This is the consolidated view of findings. Click the Citation IDs or 'see details →' on any item for the full details for each finding.
A Risk team using AI to brief a credit committee on when IMF Strand 4 safeguards may be invoked will produce a memo listing generic program-level conditions — credible restructuring effort, DSA confirmation, enhanced safeguards — rather than the three specific procedural gates the guidance actually requires. The Strand 4 determination matters to any fund holding bilateral-creditor-exposed sovereign paper: it is the mechanism by which the IMF proceeds despite a holdout official creditor, and the conditions for it are sequential and specific.
A committee paper built on the wrong conditions will misread IMF programme status updates, misjudge when a holdout creditor situation is approaching resolution, and produce flawed scenario pricing for positions in restructuring-adjacent sovereigns.
A Risk team asked to assess whether a sovereign's creditor coverage satisfies IMF financing assurance requirements in a pre-emptive restructuring will receive an AI answer anchored on a >50% majority threshold and a three-element creditor-set definition. Neither exists in the source for pre-emptive cases. A fund that builds this threshold into its sovereign credit framework — as a trigger for watch-list escalation, a scenario boundary in NAV stress tests, or a benchmark for assessing IMF programme continuation risk — will systematically generate wrong signals in exactly the situations where the IMF's deliberately discretionary standard makes the assessment most consequential.

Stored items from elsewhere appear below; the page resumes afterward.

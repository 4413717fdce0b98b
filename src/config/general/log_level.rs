use std::{fmt, str::FromStr};

use schemars::JsonSchema;
use serde::{Deserialize, Serialize};

/// Logging level for argscope.
///
/// Used as the default filter when `RUST_LOG` is not set.
#[derive(Debug, Clone, Copy, Serialize, Deserialize, JsonSchema, PartialEq, Eq, Default)]
#[serde(rename_all = "lowercase")]
pub enum LogLevel {
    /// Only errors.
    Error,

    /// Warnings and errors (default level, keeps completion output quiet).
    #[default]
    Warn,

    /// Informational messages such as loaded registries.
    Info,

    /// Lookup details, including suppressed provider failures.
    Debug,

    /// Every traversal step.
    Trace,
}

impl fmt::Display for LogLevel {
    fn fmt(&self, f: &mut fmt::Formatter<'_>) -> fmt::Result {
        match self {
            LogLevel::Error => write!(f, "error"),
            LogLevel::Warn => write!(f, "warn"),
            LogLevel::Info => write!(f, "info"),
            LogLevel::Debug => write!(f, "debug"),
            LogLevel::Trace => write!(f, "trace"),
        }
    }
}

/// Output format of console log records.
#[derive(Debug, Clone, Copy, Serialize, Deserialize, JsonSchema, PartialEq, Eq, Default)]
#[serde(rename_all = "lowercase")]
pub enum LogFormat {
    /// Human-readable multi-line records.
    #[default]
    Pretty,

    /// One JSON object per record.
    Json,
}

impl FromStr for LogFormat {
    type Err = String;

    fn from_str(s: &str) -> Result<Self, Self::Err> {
        match s.to_ascii_lowercase().as_str() {
            "pretty" => Ok(LogFormat::Pretty),
            "json" => Ok(LogFormat::Json),
            other => Err(format!("unknown log format '{other}'")),
        }
    }
}
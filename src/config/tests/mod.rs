//! Unit tests for config module
//!
//! Tests configuration defaults, serialization and import merging.

#![allow(clippy::panic, clippy::unwrap_used)]

use std::{fs, path::PathBuf};

use tempfile::TempDir;

use crate::{
    ArgscopeError,
    config::{Config, ConfigPaths, LogFormat, LogLevel},
};

#[test]
fn config_default() {
    let config = Config::default();

    assert_eq!(config.general.log_level, LogLevel::Warn);
    assert_eq!(config.general.log_format, LogFormat::Pretty);
    assert!(!config.general.log_to_file);
    assert_eq!(config.sources.commands, None);
    assert_eq!(config.sources.models, None);
}

#[test]
fn config_empty_toml() {
    let config: Config = toml::from_str("").unwrap();

    assert_eq!(config, Config::default());
}

#[test]
fn config_deserialize_toml() {
    let toml_str = r#"
        [general]
        log_level = "debug"
        log_format = "json"

        [sources]
        commands = "commands.toml"
        models = "models"
    "#;

    let config: Config = toml::from_str(toml_str).unwrap();

    assert_eq!(config.general.log_level, LogLevel::Debug);
    assert_eq!(config.general.log_format, LogFormat::Json);
    assert_eq!(config.sources.commands, Some(PathBuf::from("commands.toml")));
    assert_eq!(config.sources.models, Some(PathBuf::from("models")));
}

#[test]
fn config_serialize_roundtrip() {
    let mut original = Config::default();
    original.general.log_level = LogLevel::Trace;
    original.sources.models = Some(PathBuf::from("/srv/models"));

    let toml_str = toml::to_string(&original).unwrap();
    let deserialized: Config = toml::from_str(&toml_str).unwrap();

    assert_eq!(original, deserialized);
}

#[test]
fn config_invalid_log_level() {
    let result: Result<Config, toml::de::Error> = toml::from_str(
        r#"
        [general]
        log_level = "loud"
    "#,
    );

    assert!(result.is_err());
}

#[test]
fn log_level_display_matches_filter_directives() {
    assert_eq!(LogLevel::Error.to_string(), "error");
    assert_eq!(LogLevel::Warn.to_string(), "warn");
    assert_eq!(LogLevel::Trace.to_string(), "trace");
}

#[test]
fn log_format_parses_case_insensitively() {
    assert_eq!("JSON".parse::<LogFormat>(), Ok(LogFormat::Json));
    assert_eq!("pretty".parse::<LogFormat>(), Ok(LogFormat::Pretty));
    assert!("xml".parse::<LogFormat>().is_err());
}

#[test]
fn config_schema_lists_sections() {
    let schema = serde_json::to_value(Config::schema()).unwrap();
    let properties = &schema["properties"];

    assert!(properties.get("general").is_some());
    assert!(properties.get("sources").is_some());
}

#[test]
fn config_paths_end_with_argscope() {
    if std::env::var("HOME").is_ok() || std::env::var("XDG_CONFIG_HOME").is_ok() {
        let main_config = ConfigPaths::main_config().unwrap();

        assert!(main_config.ends_with("argscope/config.toml"));
    }
}

#[test]
fn imports_merge_under_main_file() {
    let dir = TempDir::new().unwrap();
    fs::write(
        dir.path().join("sources.toml"),
        r#"
[general]
log_level = "info"

[sources]
commands = "from-import.toml"
models = "models"
"#,
    )
    .unwrap();
    fs::write(
        dir.path().join("config.toml"),
        r#"
imports = ["@sources"]

[sources]
commands = "from-main.toml"
"#,
    )
    .unwrap();

    let config = Config::load_with_imports(&dir.path().join("config.toml")).unwrap();

    assert_eq!(config.general.log_level, LogLevel::Info);
    assert_eq!(config.sources.commands, Some(PathBuf::from("from-main.toml")));
    assert_eq!(config.sources.models, Some(PathBuf::from("models")));
}

#[test]
fn circular_imports_are_rejected() {
    let dir = TempDir::new().unwrap();
    fs::write(dir.path().join("a.toml"), "imports = [\"@b\"]\n").unwrap();
    fs::write(dir.path().join("b.toml"), "imports = [\"@a\"]\n").unwrap();

    let err = Config::load_with_imports(&dir.path().join("a.toml")).unwrap_err();

    match err {
        ArgscopeError::ConfigValidation { details, .. } => {
            assert!(details.contains("Circular import detected"));
        }
        other => panic!("unexpected error: {other}"),
    }
}

#[test]
fn missing_import_is_an_import_error() {
    let dir = TempDir::new().unwrap();
    fs::write(dir.path().join("config.toml"), "imports = [\"@missing\"]\n").unwrap();

    let err = Config::load_with_imports(&dir.path().join("config.toml")).unwrap_err();

    assert!(matches!(err, ArgscopeError::ImportError { .. }));
}
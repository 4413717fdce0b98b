mod circular_detection;
mod merging;

use std::{
    fs,
    path::{Path, PathBuf},
};

use circular_detection::ImportChain;
use merging::merge_with_imports;
use toml::Value;
use tracing::{debug, info, instrument};

use super::{Config, ConfigPaths};
use crate::{ArgscopeError, Result};

impl Config {
    /// Loads the main configuration file, or defaults when it does not exist.
    ///
    /// # Errors
    ///
    /// Returns an error if the file exists but cannot be loaded.
    #[instrument]
    pub fn load_or_default() -> Result<Config> {
        let path = ConfigPaths::main_config()?;
        if !path.exists() {
            debug!("No configuration at {}, using defaults", path.display());
            return Ok(Config::default());
        }

        Self::load_with_imports(&path)
    }

    /// Loads a configuration file, merging any files it imports.
    ///
    /// Imports are listed in a top-level `imports` array as `@name` entries,
    /// resolved next to the importing file with `.toml` appended when no
    /// extension is given. Imported values are merged first and the
    /// importing file wins on conflicts.
    ///
    /// ```toml
    /// imports = ["@sources"]
    ///
    /// [general]
    /// log_level = "debug"
    /// ```
    ///
    /// # Errors
    ///
    /// Returns an error if any file cannot be read or parsed, an import
    /// cycle exists, or the merged result is not a valid configuration.
    #[instrument]
    pub fn load_with_imports(path: &Path) -> Result<Config> {
        let canonical_path = path.canonicalize()?;
        let mut chain = ImportChain::new();

        let merged = Self::load_value(&canonical_path, &mut chain)?;
        let config: Config = merged
            .try_into()
            .map_err(|e| ArgscopeError::ConfigValidation {
                component: "config".to_string(),
                details: e.to_string(),
            })?;

        info!("Loaded configuration from {}", canonical_path.display());
        Ok(config)
    }

    fn load_value(path: &Path, chain: &mut ImportChain) -> Result<Value> {
        chain.check(path)?;
        chain.push(path);

        let result = Self::read_and_merge(path, chain);
        chain.pop();
        result
    }

    fn read_and_merge(path: &Path, chain: &mut ImportChain) -> Result<Value> {
        let content = fs::read_to_string(path).map_err(|e| ArgscopeError::import(e, path))?;
        let mut value: Value =
            toml::from_str(&content).map_err(|e| ArgscopeError::toml_parse(e, Some(path)))?;

        let imports = Self::take_imports(&mut value);
        let imported = imports
            .iter()
            .map(|import| {
                let resolved = Self::resolve_import_path(path, import)?;
                let canonical = resolved
                    .canonicalize()
                    .map_err(|e| ArgscopeError::import(e, &resolved))?;

                debug!("Importing {}", canonical.display());
                Self::load_value(&canonical, chain)
            })
            .collect::<Result<Vec<Value>>>()?;

        Ok(merge_with_imports(imported, value))
    }

    fn take_imports(value: &mut Value) -> Vec<String> {
        let Value::Table(table) = value else {
            return Vec::new();
        };

        match table.remove("imports") {
            Some(Value::Array(imports)) => imports
                .iter()
                .filter_map(Value::as_str)
                .filter_map(|entry| entry.strip_prefix('@'))
                .map(str::to_owned)
                .collect(),
            _ => Vec::new(),
        }
    }

    fn resolve_import_path(base_path: &Path, import: &str) -> Result<PathBuf> {
        let parent = base_path.parent().ok_or_else(|| ArgscopeError::ImportError {
            path: base_path.to_path_buf(),
            details: "base path has no parent directory".to_string(),
        })?;

        let mut import_path = PathBuf::from(import);
        if import_path.extension().is_none() {
            import_path.set_extension("toml");
        }

        Ok(parent.join(import_path))
    }
}
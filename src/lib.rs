//! Argscope - Completion metadata for hierarchical command-line tools.
//!
//! Given the command path a user has typed so far (the lineage), argscope
//! resolves what the tool knows about the command being completed:
//!
//! - The service operation it invokes and that operation's model
//! - The structural model and documentation of each of its arguments
//! - Documentation and fixed choices of the tool's global arguments
//!
//! # Quick Start
//!
//! ```rust
//! use std::sync::Arc;
//!
//! use argscope::{
//!     fetcher::MetadataFetcher,
//!     registry::CommandRegistry,
//!     services::{OperationModel, ServiceCatalog, ServiceModel},
//! };
//!
//! let registry = CommandRegistry::from_toml_str(
//!     r#"
//!     [commands.s3api.commands.list-objects.args.bucket]
//!     documentation = "The bucket name."
//!     "#,
//! )?;
//!
//! let mut catalog = ServiceCatalog::new();
//! catalog.insert(ServiceModel::new("s3").with_operation(OperationModel {
//!     name: "ListObjects".to_string(),
//!     ..OperationModel::default()
//! }));
//!
//! let fetcher = MetadataFetcher::new(Arc::new(registry), Arc::new(catalog));
//! let lineage = ["aws", "s3api"];
//!
//! let operation = fetcher.get_operation_model(&lineage, Some("list-objects"), None);
//! assert_eq!(operation.map(|op| op.name), Some("ListObjects".to_string()));
//!
//! let doc = fetcher.get_argument_documentation(&lineage, Some("list-objects"), "bucket")?;
//! assert_eq!(doc, "The bucket name.");
//! # Ok::<(), argscope::ArgscopeError>(())
//! ```

/// Command-line front end over the fetcher.
pub mod cli;

/// Configuration schema definitions and loading.
pub mod config;

/// Core error types and result aliases.
pub mod core;

/// Documentation pages for typed command text.
pub mod docs;

/// Lineage resolution and metadata lookups.
pub mod fetcher;

/// The command table: top-level commands and global arguments.
pub mod registry;

/// Service descriptions and the provider seam.
pub mod services;

/// Logging setup for command-line and prompt sessions.
pub mod tracing_config;

/// Re-exported core types for convenience.
pub use crate::core::{ArgscopeError, Result};
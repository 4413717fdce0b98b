use thiserror::Error;

use crate::ArgscopeError;

/// Errors surfaced by the command-line front end.
#[derive(Error, Debug)]
pub enum CliError {
    /// A lookup failed, for example because the lineage does not exist.
    #[error("Lookup failed: {0}")]
    Lookup(#[from] ArgscopeError),

    /// The command table or service descriptions could not be loaded.
    #[error("Failed to load {source_name}: {details}")]
    Load {
        /// Which source failed ("command table", "service descriptions")
        source_name: String,
        /// Underlying error message
        details: String,
    },

    /// The query succeeded but found nothing to print.
    #[error("Not found: {0}")]
    NotFound(String),

    /// Output could not be serialized.
    #[error("Serialization error: {0}")]
    Serialization(#[from] serde_json::Error),
}

/// Result of a front-end command: text to print on success.
pub type CommandResult = Result<String, CliError>;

The firm bears the full cost of position decisions shaped by a fabricated threshold the Fund never adopted.
The same fabricated 50% threshold and three-element 'sufficient set' definition that appears in Finding 2 was reproduced by AI tools in a separate context — a G20 roundtable briefing framing. This means the failure is not a single-query anomaly: it recurs across different question framings on the same provision, which indicates it would surface in multiple internal work-products if the team uses AI across different parts of the pre-emptive restructuring workflow.
Any hedge fund model, policy document, or credit committee paper that incorporates this definition is built on a fabricated rule, with no recourse to the IMF if a position decision based on it turns out to be wrong.